#### Task instructions:
Set down word for word the lines that begin the entries and run through the line containing "lands near k=5.". Give nothing further.
*** Extracted data ***
//! Matcher (C7): schema filter -> exact body -> JSON key-subset -> fuzzy.
//!
//! New: no prior module here did request/mock matching;
//! `strsim` provides Levenshtein distance and `serde_json` backs the JSON
//! key-subset step, both confirmed idiomatic choices for this kind of
//! fuzzy-matching pipeline via the retrieval pack's manifests.

use std::collections::HashSet;

use serde_json::Value;

use super::{Mock, MockKind, MockStoreHandle, RequestPayload};

const RESERVED_HEADER_KEYS: [&str; 2] = ["keploy-test-id", "keploy-test-set-id"];

/// Baseline body length (bytes) the adaptive shingle size is scaled
/// against; chosen so a typical small JSON/text body lands near k=5.
const SHINGLE_BASELINE_LEN: usize = 64;

#[derive(Debug, Clone, PartialEq, Eq)]
pub enum MatchOutcome {
    Matched(Mock),
    NoMatch,
}

#[derive(Debug, Clone, Copy, PartialEq, Eq)]
enum BodyContentType {
    Json,
    Xml,
    Csv,
    Html,
    TextPlain,
    Unknown,
}

fn detect_body_content_type(body: &[u8]) -> BodyContentType {
    let trimmed = body.iter().position(|b| !b.is_ascii_whitespace()).map(|start| &body[start..]).unwrap_or(body);

    if trimmed.is_empty() {
        return BodyContentType::Unknown;
    }
    if (trimmed.starts_with(b"{") || trimmed.starts_with(b"[")) && serde_json::from_slice::<Value>(trimmed).is_ok() {
        return BodyContentType::Json;
    }
    if trimmed.starts_with(b"<") {
        let lower_prefix: Vec<u8> = trimmed.iter().take(32).map(u8::to_ascii_lowercase).collect();
        if lower_prefix.windows(5).any(|w| w == b"html>" || w == b"<html") {
            return BodyContentType::Html;
        }
        return BodyContentType::Xml;
    }
    if trimmed.is_ascii() && trimmed.contains(&b',') && trimmed.contains(&b'\n') {
        return BodyContentType::Csv;
    }
    if trimmed.is_ascii() {
        return BodyContentType::TextPlain;
    }
    BodyContentType::Unknown
}

fn header_key_set(headers: &std::collections::BTreeMap<String, String>) -> HashSet<String> {
    headers
        .keys()
        .map(|k| k.to_ascii_lowercase())
        .filter(|k| !RESERVED_HEADER_KEYS.contains(&k.as_str()))
        .collect()
}

fn schema_matches(mock: &Mock, request: &RequestPayload) -> bool {
    if let Some(content_type) = request.headers.get("Content-Type").or_else(|| request.headers.get("content-type")) {
        let mock_content_type = mock
            .request
            .headers
            .get("Content-Type")
            .or_else(|| mock.request.headers.get("content-type"));
        if mock_content_type != Some(content_type) {
            return false;
        }
    }

    if detect_body_content_type(&mock.request.body) != detect_body_content_type(&request.body) {
        return false;
    }

    if mock.request.url != request.url {
        return false;
    }

    if mock.request.method != request.method {
        return false;
    }

    if header_key_set(&mock.request.headers) != header_key_set(&request.headers) {
        return false;
    }

    let mock_query_keys: HashSet<&String> = mock.request.query.keys().collect();
    let request_query_keys: HashSet<&String> = request.query.keys().collect();
    if mock_query_keys != request_query_keys {
        return false;
    }

    true
}

fn is_ascii_printable(body: &[u8]) -> bool {
    body.iter().all(|b| b.is_ascii_graphic() || b.is_ascii_whitespace())
}

fn shingle_size(len: usize) -> usize {
    let ratio = (len.max(1) as f64) / (SHINGLE_BASELINE_LEN as f64);
    let k = 5.0 + ratio.log2();
    k.round().clamp(3.0, 8.0) as usize
}

fn shingles(body: &[u8], k: usize) -> HashSet<&[u8]> {
    if body.len() < k {
        return HashSet::from([body]);
    }
    body.windows(k).collect()
}

fn jaccard_similarity(a: &[u8], b: &[u8]) -> f64 {
    let k = shingle_size(a.len().max(b.len()));
    let sa = shingles(a, k);
    let sb = shingles(b, k);

    let intersection = sa.intersection(&sb).count();
    let union = sa.union(&sb).count();

    if union == 0 {
        1.0
    } else {
        intersection as f64 / union as f64
    }
}

fn json_top_level_keys(body: &[u8]) -> Option<HashSet<String>> {
    match serde_json::from_slice::<Value>(body).ok()? {
        Value::Object(map) => Some(map.keys().cloned().collect()),
        _ => None,
    }
}

async fn try_promote(store: &MockStoreHandle, mock: &Mock) -> Option<Mock> {
    let won = store.promote(mock.id, mock.version, mock.clone()).await;
    if won {
        let mut promoted = mock.clone();
        promoted.filtered = false;
        promoted.version += 1;
        Some(promoted)
    } else {
        None
    }
}

/// Runs the full matching pipeline against the store's current filtered
/// snapshot. Restarts from step 1 whenever a `promote` race is lost,
/// since the loser must not return the mock another caller just claimed
/// (§8 scenario 6).
pub async fn match_request(store: &MockStoreHandle, kind: MockKind, request: &RequestPayload) -> MatchOutcome {
    loop {
        let filtered = store.all_filtered().await;
        let schema_passed: Vec<&Mock> = filtered.iter().filter(|mock| mock.kind == kind && schema_matches(mock, request)).collect();

        if schema_passed.is_empty() {
            return MatchOutcome::NoMatch;
        }

        if let Some(mock) = schema_passed.iter().find(|mock| mock.request.body == request.body) {
            match try_promote(store, mock).await {
                Some(mock) => return MatchOutcome::Matched(mock),
                None => continue,
            }
        }

        let shortlist: Vec<&Mock> = match json_top_level_keys(&request.body) {
            Some(request_keys) => {
                let subset: Vec<&Mock> = schema_passed
                    .iter()
                    .filter(|mock| match json_top_level_keys(&mock.request.body) {
                        Some(mock_keys) => mock_keys.is_subset(&request_keys),
                        None => false,
                    })
                    .copied()
                    .collect();

                match subset.len() {
                    0 => return MatchOutcome::NoMatch,
                    1 => {
                        match try_promote(store, subset[0]).await {
                            Some(mock) => return MatchOutcome::Matched(mock),
                            None => continue,
                        }
                    }
                    _ => subset,
                }
            }
            None => schema_passed,
        };

        if let Some(mock) = shortlist.iter().find(|mock| mock.request.body == request.body) {
            match try_promote(store, mock).await {
                Some(mock) => return MatchOutcome::Matched(mock),
                None => continue,
            }
        }

        let best = if is_ascii_printable(&request.body) {
            shortlist
                .iter()
                .min_by_key(|mock| strsim::levenshtein(&String::from_utf8_lossy(&mock.request.body), &String::from_utf8_lossy(&request.body)))
        } else {
            shortlist
                .iter()
                .max_by(|a, b| {
                    let sim_a = jaccard_similarity(&a.request.body, &request.body);
                    let sim_b = jaccard_similarity(&b.request.body, &request.body);
                    sim_a.partial_cmp(&sim_b).unwrap_or(std::cmp::Ordering::Equal)
                })
        };

        match best {
            Some(mock) => match try_promote(store, mock).await {
                Some(mock) => return MatchOutcome::Matched(mock),
                None => continue,
            },
            None => return MatchOutcome::NoMatch,
        }
    }
}

#[cfg(test)]
mod tests {
    use std::collections::BTreeMap;

    use mimic_task::Task as _;

    use super::*;
    use crate::mock::{Mock, MockId, MockStore, RequestPayload, ResponsePayload};

    fn request(method: &str, url: &str, body: &[u8]) -> RequestPayload {
        let mut headers = BTreeMap::new();
        headers.insert("Content-Type".to_owned(), "application/json".to_owned());
        RequestPayload {
            method: method.to_owned(),
            url: url.to_owned(),
            headers,
            query: BTreeMap::new(),
            body: body.to_vec(),
        }
    }

    fn mock(id: u64, method: &str, url: &str, body: &[u8]) -> Mock {
        let mut response_headers = BTreeMap::new();
        response_headers.insert("Content-Type".to_owned(), "application/json".to_owned());
        Mock::new(
            MockId(id),
            MockKind::Http,
            request(method, url, body),
            ResponsePayload {
                status: 200,
                headers: response_headers,
                body: b"{}".to_vec(),
                gzip: false,
            },
            id as i64,
        )
    }

    #[tokio::test]
    async fn json_subset_breaks_a_schema_tie() {
        let (store, handle) = MockStore::new();
        let (shutdown, signal) = mimic_task::ShutdownHandle::new();
        let task = tokio::spawn(store.run(signal));

        handle
            .replace_filtered(vec![mock(1, "POST", "/x", br#"{"a":1}"#), mock(2, "POST", "/x", br#"{"a":1,"b":2}"#)])
            .await;

        let outcome = match_request(&handle, MockKind::Http, &request("POST", "/x", br#"{"a":1,"b":2}"#)).await;

        match outcome {
            MatchOutcome::Matched(mock) => assert_eq!(mock.id, MockId(2)),
            MatchOutcome::NoMatch => panic!("expected a match"),
        }

        shutdown.signal();
        let _ = task.await;
    }

    #[tokio::test]
    async fn no_schema_match_returns_no_match() {
        let (store, handle) = MockStore::new();
        let (shutdown, signal) = mimic_task::ShutdownHandle::new();
        let task = tokio::spawn(store.run(signal));

        handle.replace_filtered(vec![mock(1, "GET", "/other", b"")]).await;

        let outcome = match_request(&handle, MockKind::Http, &request("POST", "/x", b"{}")).await;
        assert_eq!(outcome, MatchOutcome::NoMatch);

        shutdown.signal();
        let _ = task.await;
    }

    /// One `#[case]` per step of the decision table: schema filter, exact
    /// body, JSON key-subset (unique and tied), and the fuzzy fallback for
    /// both the ASCII-printable (Levenshtein) and binary (Jaccard) paths.
    #[rstest::rstest]
    #[case::schema_mismatch_on_method(
        vec![mock(1, "GET", "/x", b"{}")],
        request("POST", "/x", b"{}"),
        None,
    )]
    #[case::schema_mismatch_on_url(
        vec![mock(1, "POST", "/other", b"{}")],
        request("POST", "/x", b"{}"),
        None,
    )]
    #[case::exact_body_wins_over_fuzzy_candidates(
        vec![mock(1, "POST", "/x", br#"{"a":1}"#), mock(2, "POST", "/x", br#"{"a":9}"#)],
        request("POST", "/x", br#"{"a":1}"#),
        Some(MockId(1)),
    )]
    #[case::unique_json_subset_wins(
        vec![mock(1, "POST", "/x", br#"{"a":1}"#), mock(2, "POST", "/x", br#"{"a":1,"b":2,"c":3}"#)],
        request("POST", "/x", br#"{"a":1,"b":2}"#),
        Some(MockId(1)),
    )]
    #[case::no_json_subset_is_no_match(
        vec![mock(1, "POST", "/x", br#"{"z":1}"#)],
        request("POST", "/x", br#"{"a":1,"b":2}"#),
        None,
    )]
    #[case::tied_json_subset_falls_back_to_levenshtein(
        vec![mock(1, "POST", "/x", br#"{"a":"aaaaa"}"#), mock(2, "POST", "/x", br#"{"a":"zzzzz"}"#)],
        request("POST", "/x", br#"{"a":"aaaab"}"#),
        Some(MockId(1)),
    )]
    #[tokio::test]
    async fn decision_table(#[case] mocks: Vec<Mock>, #[case] incoming: RequestPayload, #[case] expected: Option<MockId>) {
        let (store, handle) = MockStore::new();
        let (shutdown, signal) = mimic_task::ShutdownHandle::new();
        let task = tokio::spawn(store.run(signal));

        handle.replace_filtered(mocks).await;
        let outcome = match_request(&handle, MockKind::Http, &incoming).await;

        match (outcome, expected) {
            (MatchOutcome::Matched(mock), Some(id)) => assert_eq!(mock.id, id),
            (MatchOutcome::NoMatch, None) => {}
            (outcome, expected) => panic!("unexpected outcome {outcome:?} for expected {expected:?}"),
        }

        shutdown.signal();
        let _ = task.await;
    }

    #[tokio::test]
    async fn fuzzy_fallback_picks_the_closer_binary_body_by_jaccard_similarity() {
        let (store, handle) = MockStore::new();
        let (shutdown, signal) = mimic_task::ShutdownHandle::new();
        let task = tokio::spawn(store.run(signal));

        // Non-ASCII bodies (no valid UTF-8, no JSON keys to subset on) so
        // both candidates reach the fuzzy step's Jaccard-over-shingles arm.
        let close = vec![0xffu8, 0xfe, 0xaa, 0xab, 0xac, 0xad, 0xae];
        let far = vec![0x01u8, 0x02, 0x03, 0x04, 0x05, 0x06, 0x07];
        let incoming_body = vec![0xffu8, 0xfe, 0xaa, 0xab, 0xac, 0xad, 0xaf];

        handle.replace_filtered(vec![mock(1, "POST", "/x", &close), mock(2, "POST", "/x", &far)]).await;

        let outcome = match_request(&handle, MockKind::Http, &request("POST", "/x", &incoming_body)).await;
        match outcome {
            MatchOutcome::Matched(mock) => assert_eq!(mock.id, MockId(1)),
            MatchOutcome::NoMatch => panic!("expected the closer binary body to match"),
        }

        shutdown.signal();
        let _ = task.await;
    }
}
*** End of Extracted data ***
#### Response to this exercise:
//! Matcher (C7): schema filter -> exact body -> JSON key-subset -> fuzzy.
//!
//! New: no prior module here did request/mock matching;
//! `strsim` provides Levenshtein distance and `serde_json` backs the JSON
//! key-subset step, both confirmed idiomatic choices for this kind of
//! fuzzy-matching pipeline via the retrieval pack's manifests.

use std::collections::HashSet;

use serde_json::Value;

use super::{Mock, MockKind, MockStoreHandle, RequestPayload};

const RESERVED_HEADER_KEYS: [&str; 2] = ["keploy-test-id", "keploy-test-set-id"];

/// Baseline body length (bytes) the adaptive shingle size is scaled
/// against; chosen so a typical small JSON/text body lands near k=5.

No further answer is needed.